To the glory of God and in memory of Captain Williams

In the heart of the Lambton end of the Wellington central city a small, elegant building perches at a busy intersection a mere two blocks from Parliament. The Missions to Seamen Building was begun in 1903, and its dedication plaque at the corner of Stout and Whitmore Streets has been half-noticed but mostly ignored by Wellington pedestrians for generations. Its text reads:

To the Glory of God
And in memory of


This stone was laid by
The donor of the land & building
16th Dec 1903
James Moore, Missioner

The building is a distinctive feature in Wellington's north end, particularly as it is nestled within the heritage precinct with other architectural gems like the Old Government Building (1876) and the former Supreme Court House (1880). David Kernohan's 1994 book Wellington's Old Buildings describes the Mission building as follows:

The building occupies a conspicuous corner site, and, while small, has a scale and character which still provide a strong presence despite being surrounded by high-rise commercial buildings. It is essentially ecclesiastical in appearance with references to Dutch and English domestic, and Scottish baronial, architecture. At one time on its northern gable there was a model of a steamer which can now be seen in the Maritime Museum [p.60].
The Captain Williams memorialised on the building is William Robert Williams, born in Gravesend on 5 March 1832, who first arrived in New Zealand in the 1850s on barques trading from the Australian colonies. The Dunstan gold rush of 1858 saw him sailing more and more to New Zealand, often bringing coal from the New South Wales port of Newcastle and returning to Australia with timber and kauri gum. His New Zealand port in this trade was Wellington, which was the start of a long association for Williams.

Increasingly successful, Williams acquired a wide range of ships including the Heversham, the Australind, the Cyrus, the Edwin Bassett, and the Carlotta. He may not have been the luckiest proprietor, because his obituary lists all of the above vessels as being lost to shipwreck, although often after Williams had sold them to other owners. Clear signs of Williams' economic prowess came in 1876 when he purchased the steamer Grafton in Sydney and in 1881 when he returned to England for the first time in 27 years to buy the steamer Westport at Glasgow, and sailed on it direct from England to Westport in a speedy passage of 62 days. Later he sold his shipping interests to the Union Steamship Company and instead managed his West Coast coal business. His Evening Post obituary on 17 March 1890 reported:

The deceased was a shrewd man of business, and while he acquired a competence for himself he did much good for Wellington by his enterprise. At one time he was without doubt the largest employer of labour in the city, and he was always noted for fair dealling with those who were in his service. While running his line of steamers he had a shipbuilding yard on the Te Aro foreshore, and amongst the undertakings carried out in connection with the establishment may be noted the lengthening of the Moa, the construction of the Mana (which was his property up to his death) and the Ahuriri, and the fitting up of the Maitai, after her hull, &c, had been completed by Messrs. Luke and Sons.
It was the generous gift of £7000 from Williams' widow, Mrs Mary Anne Williams - totalling around $1.25m in today's money, allowing for inflation - that built the Mission in her husband's memory. The New Zealand Times of 30 July 1903 lavished praise on Mrs Williams for her generosity, in keeping with the popular sentiment of contemporary journalism:

Mrs Williams has set a noble example to people possessed of wealth in thus providing the means for brightening and humanising the lives of the thousands of sea-faring men who visit Wellington every year. Strangers in a strange laud these men—too often waifs and strays of the ocean—see no means of spending their leisure in a rational way, and it is only through some organised body in the community that an effort can be made to bring them into touch with their fellow-men ashore.

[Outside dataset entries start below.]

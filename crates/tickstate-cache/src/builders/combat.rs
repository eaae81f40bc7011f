//! Combat snapshot: target, aggressors, incoming projectiles, attack timing.
//!
//! An NPC only counts as an aggressor once it has been seen attacking.
//! Interacting with the local player is not enough, since dialogue and
//! shopkeepers interact too. With no species data, any positive animation
//! while targeting the player is taken as an attack. That heuristic
//! misclassifies emotes and is kept as an approximation.

use std::collections::HashMap;

use tickstate_core::constants::{varbits, varps};
use tickstate_core::{
    CYCLES_PER_TICK, LocalActor, NpcRecord, ProjectileRecord, SimulationClient, Skill, Tick,
};
use tickstate_state::{AggressorInfo, AttackStyle, CombatState, EquipmentState, PoisonState};

use super::{npc_snapshot, targets_local};
use crate::reference::{CombatReference, DEFAULT_NPC_ATTACK_SPEED};

/// A repeat attack is only recorded this many ticks after the last one.
pub const ATTACK_REFRESH_TICKS: u64 = 2;

/// Ticks until a projectile lands, rounding partial ticks up. Zero once landed.
#[must_use]
pub fn ticks_until_impact(end_cycle: i32, current_cycle: i32) -> u64 {
    let remaining = end_cycle.saturating_sub(current_cycle);
    if remaining <= 0 {
        return 0;
    }
    u64::from(remaining.unsigned_abs().div_ceil(CYCLES_PER_TICK.unsigned_abs()))
}

/// Inputs the combat builder needs beyond the simulation itself.
pub struct CombatInputs<'a> {
    /// Current tick.
    pub tick: Tick,
    /// Tick of the local player's last attack.
    pub local_attack_tick: Option<Tick>,
    /// Last observed attack per NPC index. Updated in place.
    pub npc_attacks: &'a mut HashMap<i32, Tick>,
    /// Worn equipment, for weapon speed and style.
    pub equipment: &'a EquipmentState,
    /// NPCs further than this are ignored.
    pub entity_radius: i32,
}

/// Build the combat snapshot.
pub fn build_combat(
    client: &dyn SimulationClient,
    reference: &dyn CombatReference,
    inputs: CombatInputs<'_>,
) -> CombatState {
    let Some(local) = client.local_actor() else {
        return CombatState::empty();
    };
    let tick = inputs.tick;
    let npcs = client.npcs();

    let target_npc = match local.interacting {
        Some(tickstate_core::ActorRef::Npc(index)) => npcs
            .iter()
            .find(|n| n.index == index)
            .map(|n| npc_snapshot(n, &local)),
        _ => None,
    };

    let weapon_id = inputs.equipment.weapon_id();
    let weapon_attack_speed = reference.weapon_speed(weapon_id);

    let aggressive_npcs = npcs
        .iter()
        .filter(|n| !n.is_dead && targets_local(n.interacting, &local))
        .filter(|n| n.position.is_within(&local.position, inputs.entity_radius))
        .filter_map(|n| aggressor(n, reference, tick, inputs.npc_attacks))
        .collect();

    let (incoming_attack_style, ticks_until_attack_lands) =
        incoming_projectile(&client.projectiles(), &local, client.game_cycle())
            .map_or((AttackStyle::Unknown, None), |(p, ticks)| {
                (reference.projectile_style(p.id), Some(ticks))
            });

    let ticks_since_last_attack = inputs.local_attack_tick.map(|t| tick.saturating_sub(t));

    CombatState {
        target_npc,
        special_attack_energy: client.varp(varps::SPECIAL_ATTACK) / 10,
        current_attack_style: reference.weapon_style(weapon_id),
        weapon_attack_speed,
        boosted_stats: Skill::COMBAT
            .into_iter()
            .map(|s| (s, client.boosted_level(s)))
            .collect(),
        poison: PoisonState::from_counter(client.varp(varps::POISON), tick),
        aggressive_npcs,
        in_multi_combat: client.varbit(varbits::MULTI_COMBAT) == 1,
        incoming_attack_style,
        ticks_until_attack_lands,
        last_attack_tick: inputs.local_attack_tick,
        ticks_since_last_attack,
        can_attack: ticks_since_last_attack.is_none_or(|since| since >= weapon_attack_speed),
    }
}

fn aggressor(
    npc: &NpcRecord,
    reference: &dyn CombatReference,
    tick: Tick,
    npc_attacks: &mut HashMap<i32, Tick>,
) -> Option<AggressorInfo> {
    let data = reference.npc_combat_data(npc.id);
    let is_attacking = match data.as_ref() {
        Some(d) if !d.attack_animations.is_empty() => d.attack_animations.contains(&npc.animation),
        _ => npc.animation > 0,
    };

    let previous = npc_attacks.get(&npc.index).copied();
    if is_attacking && previous.is_none_or(|last| tick.saturating_sub(last) > ATTACK_REFRESH_TICKS) {
        let _ = npc_attacks.insert(npc.index, tick);
    }
    let last_attack_tick = npc_attacks.get(&npc.index).copied()?;

    let attack_speed = data
        .as_ref()
        .map(|d| d.attack_speed)
        .filter(|s| *s > 0)
        .unwrap_or(DEFAULT_NPC_ATTACK_SPEED);
    let expected_max_hit = data
        .as_ref()
        .map(|d| d.max_hit)
        .filter(|m| *m > 0)
        .unwrap_or_else(|| AggressorInfo::estimate_max_hit(npc.combat_level));

    Some(AggressorInfo {
        npc_index: npc.index,
        npc_id: npc.id,
        npc_name: npc.name.clone(),
        combat_level: npc.combat_level,
        last_attack_tick,
        attack_speed,
        ticks_until_next_attack: attack_speed.saturating_sub(tick.saturating_sub(last_attack_tick)),
        expected_max_hit,
        attack_style: data.map(|d| d.attack_style).unwrap_or_default(),
        is_attacking,
    })
}

/// Soonest-landing projectile homing on the local player.
fn incoming_projectile<'a>(
    projectiles: &'a [ProjectileRecord],
    local: &LocalActor,
    cycle: i32,
) -> Option<(&'a ProjectileRecord, u64)> {
    projectiles
        .iter()
        .filter(|p| targets_local(p.target, local) && p.end_cycle > cycle)
        .map(|p| (p, ticks_until_impact(p.end_cycle, cycle)))
        .min_by_key(|(_, ticks)| *ticks)
}

// ─────────────────────────────────────────────────────────────────────────────
// Tests
// ─────────────────────────────────────────────────────────────────────────────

On its dedication day in 1904 the Mission was officially declared open by the new Governor, Lord Plunket:

Opening ceremony, 24 August 1904
Source: Terence Hodgson, Colonial Capital: Wellington 1865-1910, 1990, p.134.
Opening ceremony, 24 August 1904, source: Papers Past
The building was narrowly saved from demolition in the 1980s and converted into upscale apartments in 1994. I have heard that one of its prominent occupants was New Zealand's first woman Prime Minister, Rt Hon Jenny Shipley, who would have appreciated its proximity to her day job.

The Mission to Seamen still exists, although the name has changed to Mission to Seafarers. The Anglican mission was founded in England in 1856, and provides drop-in centres in ports around the world for seafarers to rest, with chapel services and cheap accommodation. The Mission now operates in eight New Zealand ports, with Wellington's service operating for around half the year from Shed 52 on Aotea Quay.

See also:
History: Pre-1840 European visitors to Wellington, 21 February 2016
History: Wellington 150, a capital anniversary, 26 July 2015
History: Wellington's first settler ship, 22 January 2014
History: The lifeblood of a young colony, 12 June 2009

10 September 2019

Belitsa Bear Sanctuary

On my recent Intrepid tour through Bulgaria one highlight was several hours spent at the Belitsa Bear Sanctuary on the edge of the Rila National Park, some two-and-a-half hours south of the capital Sofia. The charitable trust that established the sanctuary received support from veteran animal rights campaigner Brigitte Bardot, and has been housing rescued bears from across Eastern Europe as more countries ban the cruel practice of 'dancing' bears. Visitors are left with no illusions of how painful and inhumane the centuries-old training process is, thanks to an introductory video that is particularly hard to watch. But once you venture out onto the well-fenced mountainside bear habitat it's a relief to see these formerly imprisoned animals now have a safe and stimulating natural environment in which to live out their retirement.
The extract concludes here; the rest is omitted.